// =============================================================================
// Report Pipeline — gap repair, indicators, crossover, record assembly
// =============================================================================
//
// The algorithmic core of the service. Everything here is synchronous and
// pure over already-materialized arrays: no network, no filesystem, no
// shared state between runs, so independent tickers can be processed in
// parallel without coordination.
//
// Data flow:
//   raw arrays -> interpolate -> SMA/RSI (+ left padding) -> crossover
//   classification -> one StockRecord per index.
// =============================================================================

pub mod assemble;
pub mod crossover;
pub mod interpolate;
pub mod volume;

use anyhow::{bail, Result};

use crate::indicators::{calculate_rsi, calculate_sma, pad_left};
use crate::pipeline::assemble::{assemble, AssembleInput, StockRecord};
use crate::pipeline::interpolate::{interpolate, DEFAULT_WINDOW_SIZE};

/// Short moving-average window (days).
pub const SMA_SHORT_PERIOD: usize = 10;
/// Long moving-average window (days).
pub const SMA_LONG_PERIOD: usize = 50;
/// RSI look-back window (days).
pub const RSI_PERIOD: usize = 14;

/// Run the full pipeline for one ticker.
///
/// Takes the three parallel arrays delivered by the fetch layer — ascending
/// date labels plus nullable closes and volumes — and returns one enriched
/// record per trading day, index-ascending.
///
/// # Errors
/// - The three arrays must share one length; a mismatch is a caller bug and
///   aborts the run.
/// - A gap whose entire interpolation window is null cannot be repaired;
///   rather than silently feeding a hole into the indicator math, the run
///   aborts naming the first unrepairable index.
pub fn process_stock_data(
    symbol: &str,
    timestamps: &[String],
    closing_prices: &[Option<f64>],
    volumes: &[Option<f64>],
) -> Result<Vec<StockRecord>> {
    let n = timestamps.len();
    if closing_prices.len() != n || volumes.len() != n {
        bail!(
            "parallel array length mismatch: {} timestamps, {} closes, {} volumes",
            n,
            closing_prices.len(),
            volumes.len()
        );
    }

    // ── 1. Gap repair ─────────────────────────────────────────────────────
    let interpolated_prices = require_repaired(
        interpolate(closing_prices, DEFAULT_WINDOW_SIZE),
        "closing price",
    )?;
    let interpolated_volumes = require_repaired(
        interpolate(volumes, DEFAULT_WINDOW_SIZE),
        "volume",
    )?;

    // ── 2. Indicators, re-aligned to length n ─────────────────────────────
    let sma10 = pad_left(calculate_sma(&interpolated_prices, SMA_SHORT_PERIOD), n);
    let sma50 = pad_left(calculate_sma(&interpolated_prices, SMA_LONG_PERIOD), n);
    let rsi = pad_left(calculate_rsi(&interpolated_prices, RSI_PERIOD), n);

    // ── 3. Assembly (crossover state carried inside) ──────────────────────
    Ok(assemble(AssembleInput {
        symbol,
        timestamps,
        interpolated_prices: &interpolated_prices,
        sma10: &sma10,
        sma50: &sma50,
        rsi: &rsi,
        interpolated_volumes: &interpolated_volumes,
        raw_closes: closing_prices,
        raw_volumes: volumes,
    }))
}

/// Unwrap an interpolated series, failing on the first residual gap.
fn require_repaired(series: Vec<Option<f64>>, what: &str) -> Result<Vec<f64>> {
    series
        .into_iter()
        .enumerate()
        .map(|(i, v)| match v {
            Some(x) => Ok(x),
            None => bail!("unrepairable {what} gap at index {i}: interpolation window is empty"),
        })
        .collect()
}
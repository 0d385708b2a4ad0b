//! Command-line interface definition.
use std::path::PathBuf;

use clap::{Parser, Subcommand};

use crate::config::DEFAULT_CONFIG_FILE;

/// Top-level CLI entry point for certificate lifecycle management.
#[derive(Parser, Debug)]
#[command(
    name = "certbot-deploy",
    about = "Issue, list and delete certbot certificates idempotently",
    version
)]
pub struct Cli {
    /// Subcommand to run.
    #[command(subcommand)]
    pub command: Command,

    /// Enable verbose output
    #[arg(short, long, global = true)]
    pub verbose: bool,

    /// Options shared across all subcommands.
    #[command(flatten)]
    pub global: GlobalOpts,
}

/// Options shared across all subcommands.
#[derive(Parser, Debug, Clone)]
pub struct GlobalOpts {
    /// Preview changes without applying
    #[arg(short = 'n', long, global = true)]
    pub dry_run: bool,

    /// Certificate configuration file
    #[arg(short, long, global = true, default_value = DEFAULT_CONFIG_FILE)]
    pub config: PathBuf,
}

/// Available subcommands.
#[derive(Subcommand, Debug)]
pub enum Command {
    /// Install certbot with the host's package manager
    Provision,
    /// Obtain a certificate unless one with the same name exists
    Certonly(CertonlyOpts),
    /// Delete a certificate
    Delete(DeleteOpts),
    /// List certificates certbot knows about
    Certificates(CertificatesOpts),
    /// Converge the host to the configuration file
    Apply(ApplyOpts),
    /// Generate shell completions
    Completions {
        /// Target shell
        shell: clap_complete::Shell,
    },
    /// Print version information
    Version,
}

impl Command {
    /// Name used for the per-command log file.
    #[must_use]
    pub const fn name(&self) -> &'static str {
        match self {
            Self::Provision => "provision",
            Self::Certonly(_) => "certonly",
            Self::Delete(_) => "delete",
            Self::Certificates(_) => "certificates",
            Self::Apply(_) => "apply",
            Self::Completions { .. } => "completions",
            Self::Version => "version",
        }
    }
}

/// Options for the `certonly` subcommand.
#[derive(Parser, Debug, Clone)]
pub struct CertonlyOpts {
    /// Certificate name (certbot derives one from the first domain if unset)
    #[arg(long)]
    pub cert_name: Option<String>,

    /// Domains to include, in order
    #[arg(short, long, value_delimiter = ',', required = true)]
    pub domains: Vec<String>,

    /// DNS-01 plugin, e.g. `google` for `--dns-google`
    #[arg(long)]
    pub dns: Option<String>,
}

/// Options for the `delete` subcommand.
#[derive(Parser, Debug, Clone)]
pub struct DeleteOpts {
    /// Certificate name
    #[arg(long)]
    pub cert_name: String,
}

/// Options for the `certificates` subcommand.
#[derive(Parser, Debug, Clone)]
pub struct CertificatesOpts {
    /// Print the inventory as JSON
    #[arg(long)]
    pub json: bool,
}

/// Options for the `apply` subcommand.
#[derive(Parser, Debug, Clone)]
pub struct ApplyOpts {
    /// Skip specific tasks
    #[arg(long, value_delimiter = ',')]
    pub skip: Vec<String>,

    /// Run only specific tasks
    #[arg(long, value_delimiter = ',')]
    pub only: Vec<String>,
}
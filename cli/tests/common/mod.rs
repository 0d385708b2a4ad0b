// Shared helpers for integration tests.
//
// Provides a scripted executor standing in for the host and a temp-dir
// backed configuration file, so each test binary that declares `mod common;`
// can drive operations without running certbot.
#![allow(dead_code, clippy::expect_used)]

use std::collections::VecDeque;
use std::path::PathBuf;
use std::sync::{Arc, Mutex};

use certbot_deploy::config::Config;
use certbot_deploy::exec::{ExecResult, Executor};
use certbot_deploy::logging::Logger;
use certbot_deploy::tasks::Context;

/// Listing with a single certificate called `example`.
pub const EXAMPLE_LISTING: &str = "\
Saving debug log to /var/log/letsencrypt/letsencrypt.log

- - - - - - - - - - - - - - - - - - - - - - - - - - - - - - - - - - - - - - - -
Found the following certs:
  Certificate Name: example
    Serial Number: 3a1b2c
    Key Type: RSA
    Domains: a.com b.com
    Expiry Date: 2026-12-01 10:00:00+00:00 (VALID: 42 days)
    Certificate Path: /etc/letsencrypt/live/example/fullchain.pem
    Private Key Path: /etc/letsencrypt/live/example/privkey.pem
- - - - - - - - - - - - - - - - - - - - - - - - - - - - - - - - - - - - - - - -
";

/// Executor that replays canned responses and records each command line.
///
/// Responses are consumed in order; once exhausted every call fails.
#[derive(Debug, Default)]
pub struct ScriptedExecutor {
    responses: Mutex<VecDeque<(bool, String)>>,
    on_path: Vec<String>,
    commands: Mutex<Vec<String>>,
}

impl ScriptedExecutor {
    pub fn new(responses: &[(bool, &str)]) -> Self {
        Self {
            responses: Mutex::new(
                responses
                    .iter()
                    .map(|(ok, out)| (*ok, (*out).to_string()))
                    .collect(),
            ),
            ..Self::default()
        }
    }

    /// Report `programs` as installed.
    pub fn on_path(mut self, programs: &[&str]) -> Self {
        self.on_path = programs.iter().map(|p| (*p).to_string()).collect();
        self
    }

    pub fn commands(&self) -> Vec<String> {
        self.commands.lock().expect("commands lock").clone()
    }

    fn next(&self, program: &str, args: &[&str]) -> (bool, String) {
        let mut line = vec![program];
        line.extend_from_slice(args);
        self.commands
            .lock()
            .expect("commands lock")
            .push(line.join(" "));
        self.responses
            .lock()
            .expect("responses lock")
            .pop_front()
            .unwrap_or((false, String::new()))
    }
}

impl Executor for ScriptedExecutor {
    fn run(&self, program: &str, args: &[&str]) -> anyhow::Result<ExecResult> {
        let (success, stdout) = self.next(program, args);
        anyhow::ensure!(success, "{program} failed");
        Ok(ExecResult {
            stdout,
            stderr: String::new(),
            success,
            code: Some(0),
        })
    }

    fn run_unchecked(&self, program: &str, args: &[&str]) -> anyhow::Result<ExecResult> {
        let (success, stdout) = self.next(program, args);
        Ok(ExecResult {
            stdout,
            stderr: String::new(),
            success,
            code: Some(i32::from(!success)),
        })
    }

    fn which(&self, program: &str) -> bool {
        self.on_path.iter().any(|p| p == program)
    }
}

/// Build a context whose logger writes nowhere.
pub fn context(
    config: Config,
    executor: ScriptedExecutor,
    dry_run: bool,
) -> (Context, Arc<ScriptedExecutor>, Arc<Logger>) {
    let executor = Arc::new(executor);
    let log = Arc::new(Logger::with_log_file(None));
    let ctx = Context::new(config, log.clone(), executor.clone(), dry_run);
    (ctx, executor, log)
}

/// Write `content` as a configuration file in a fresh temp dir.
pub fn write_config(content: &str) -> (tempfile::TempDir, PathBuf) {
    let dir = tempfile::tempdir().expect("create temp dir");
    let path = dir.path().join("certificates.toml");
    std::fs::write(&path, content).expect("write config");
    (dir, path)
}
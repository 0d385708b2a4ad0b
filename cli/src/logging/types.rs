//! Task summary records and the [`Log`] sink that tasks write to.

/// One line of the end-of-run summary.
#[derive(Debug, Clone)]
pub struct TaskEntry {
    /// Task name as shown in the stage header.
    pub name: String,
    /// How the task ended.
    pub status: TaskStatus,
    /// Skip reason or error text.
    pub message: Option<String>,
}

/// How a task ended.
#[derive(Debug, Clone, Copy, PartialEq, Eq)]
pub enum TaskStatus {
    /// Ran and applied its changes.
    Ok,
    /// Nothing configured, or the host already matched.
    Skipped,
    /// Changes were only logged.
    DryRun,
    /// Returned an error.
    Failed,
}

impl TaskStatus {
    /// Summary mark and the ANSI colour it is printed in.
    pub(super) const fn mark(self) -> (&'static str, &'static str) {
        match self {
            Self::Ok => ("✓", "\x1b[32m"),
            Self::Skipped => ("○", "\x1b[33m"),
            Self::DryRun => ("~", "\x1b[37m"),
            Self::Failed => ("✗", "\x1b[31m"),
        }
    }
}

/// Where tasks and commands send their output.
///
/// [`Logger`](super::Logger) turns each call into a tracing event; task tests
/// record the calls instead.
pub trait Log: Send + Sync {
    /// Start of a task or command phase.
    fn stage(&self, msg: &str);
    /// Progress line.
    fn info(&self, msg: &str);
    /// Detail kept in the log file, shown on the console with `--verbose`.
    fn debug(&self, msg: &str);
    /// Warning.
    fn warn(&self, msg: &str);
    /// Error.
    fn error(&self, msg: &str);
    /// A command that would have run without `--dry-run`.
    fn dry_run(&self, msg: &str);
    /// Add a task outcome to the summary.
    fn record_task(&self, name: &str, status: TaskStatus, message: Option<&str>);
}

--- --- ---

_Task to complete_
If a line in the material above contains "content", show that line.

_Written answer_
/// Write `content` as a configuration file in a fresh temp dir.
pub fn write_config(content: &str) -> (tempfile::TempDir, PathBuf) {
    std::fs::write(&path, content).expect("write config");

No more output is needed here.